INESC TEC researchers developed the LazyFS tool, capable of injecting faults and reproducing data loss bugs. The solution helps to understand the origin and cause of said bugs, but also to validate protection mechanisms against failures.
The dictionary tells us that the term “bug”, used to describe software errors, also means “insect”. Small creatures that, depending on their constitution or number, can cause significant disruptions to human life. In the digital context, where the term is also used, the meaning does not differ from the original. The existence of errors in software can have consequences ranging from abnormal functioning to complete inoperability. Depending on how relevant programs are for users worldwide, disruptions can reach significant levels – and lead to major losses.
It is not surprising that science is committed to finding a way to identify, eliminate or, ultimately, reduce the consequences associated with them. “When Amnesia Strikes: Understanding and Reproducing Data Loss Bugs with Fault Injection”, by Maria Ramos, João Azevedo, José Pereira, Tânia Esteves, Ricardo Macedo, and João Paulo, researchers at INESC TEC, focuses precisely on these matters.
Throughout the research, the authors studied and reproduced bugs leading to information loss – especially in data-centric applications, namely databases and storage systems -, to automate and simplify said processes. They also tried to understand the cause of the bugs, relying on information about the operations carried out by the systems and identifying vulnerable data. Then, the researchers validated protection mechanisms against this type of bugs.
According to Maria Ramos, “the problems that development teams face when trying to reproduce and debug data durability issues – a process that consists of finding and correcting unwanted errors – represented one of the motivations for this work. Users often provide ambiguous reports without clear reproduction steps or with complex, manual actions”. The difficulty associated with reproducing bugs often leads users to suggest modifying the source code of applications, abruptly interrupting the computers’ power connection in very specific time windows.

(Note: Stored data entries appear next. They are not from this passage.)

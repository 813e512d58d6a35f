//! 部門管理ユースケース

use std::sync::Arc;

use tlias_domain::{
   clock::Clock,
   department::{Department, DepartmentChanges, DeptId, DeptName, NewDepartment},
};
use tlias_infra::repository::DeptRepository;

use crate::error::CoreError;

/// 部門更新の入力
///
/// `id` はリクエストボディ由来のため欠落し得る。
#[derive(Debug, Clone)]
pub struct UpdateDeptInput {
   pub id:   Option<DeptId>,
   pub name: String,
}

/// 部門管理ユースケース
pub struct DeptUseCaseImpl {
   dept_repository: Arc<dyn DeptRepository>,
   clock:           Arc<dyn Clock>,
}

impl DeptUseCaseImpl {
   pub fn new(dept_repository: Arc<dyn DeptRepository>, clock: Arc<dyn Clock>) -> Self {
      Self {
         dept_repository,
         clock,
      }
   }

   /// 全部門を更新日時の降順で取得する
   pub async fn find_all(&self) -> Result<Vec<Department>, CoreError> {
      Ok(self.dept_repository.find_all().await?)
   }

   /// 部門を 1 件取得する（存在しなければ `None`）
   pub async fn get_by_id(&self, id: &DeptId) -> Result<Option<Department>, CoreError> {
      Ok(self.dept_repository.find_by_id(id).await?)
   }

   /// 部門を作成する
   ///
   /// 作成日時と更新日時には同じ現在時刻を設定する。
   pub async fn add(&self, name: String) -> Result<Department, CoreError> {
      let name = DeptName::new(name)?;
      let new_dept = NewDepartment::new(name, self.clock.now());

      let department = self.dept_repository.insert(&new_dept).await?;
      tracing::info!(id = %department.id(), name = department.name(), "部門を作成しました");

      Ok(department)
   }

   /// 部門名を更新し、影響行数を返す
   ///
   /// 存在しない id は no-op（0 を返す）でエラーにしない。
   pub async fn update(&self, input: UpdateDeptInput) -> Result<u64, CoreError> {
      let id = input
         .id
         .ok_or_else(|| CoreError::Validation("部門IDは必須です".to_string()))?;
      let name = DeptName::new(input.name)?;
      let changes = DepartmentChanges::new(id, name, self.clock.now());

      let affected = self.dept_repository.update(&changes).await?;
      if affected == 0 {
         tracing::warn!(%id, "更新対象の部門が存在しません");
      }

      Ok(affected)
   }

   /// 部門を削除し、影響行数を返す
   ///
   /// 所属していた従業員の部門は DB 側で NULL になる。
   pub async fn delete_by_id(&self, id: &DeptId) -> Result<u64, CoreError> {
      let affected = self.dept_repository.delete(id).await?;
      if affected == 0 {
         tracing::debug!(%id, "削除対象の部門が存在しません");
      }
      Ok(affected)
   }
}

The solution proposed in the paper, which also featured Jepsen’s Kyle Kingsbury – goes by the name of LazyFS, a software fault injection tool that helps reproduce data loss bugs and test resilience mechanisms. “It is a file system in user space that features its own cache, allowing to inject faults of total or partial data loss and to imitate the behaviour of the operating system (which is at the origin of these bugs)”, explained Maria Ramos. LazyFS can also be combined with bug exploration tools, e.g., Jepsen (a tool that tests the resilience of distributed systems and has already found several bugs in widely used systems).
Another relevant example of the tool showcased at the 2024 edition of the International Conference on Very Large Databases (VLDB) – A* ranking – is the bugs identified independently by LazyFS in etcd (a key-value database), which were promptly reported and confirmed. This fuelled the team’s interest in integrating the tool produced by INESC TEC researchers into their tests. The same happened with PostgreSQL and MongoDB, within the scope of databases.
The researchers mentioned in this news piece are associated with INESC TEC and UMinho.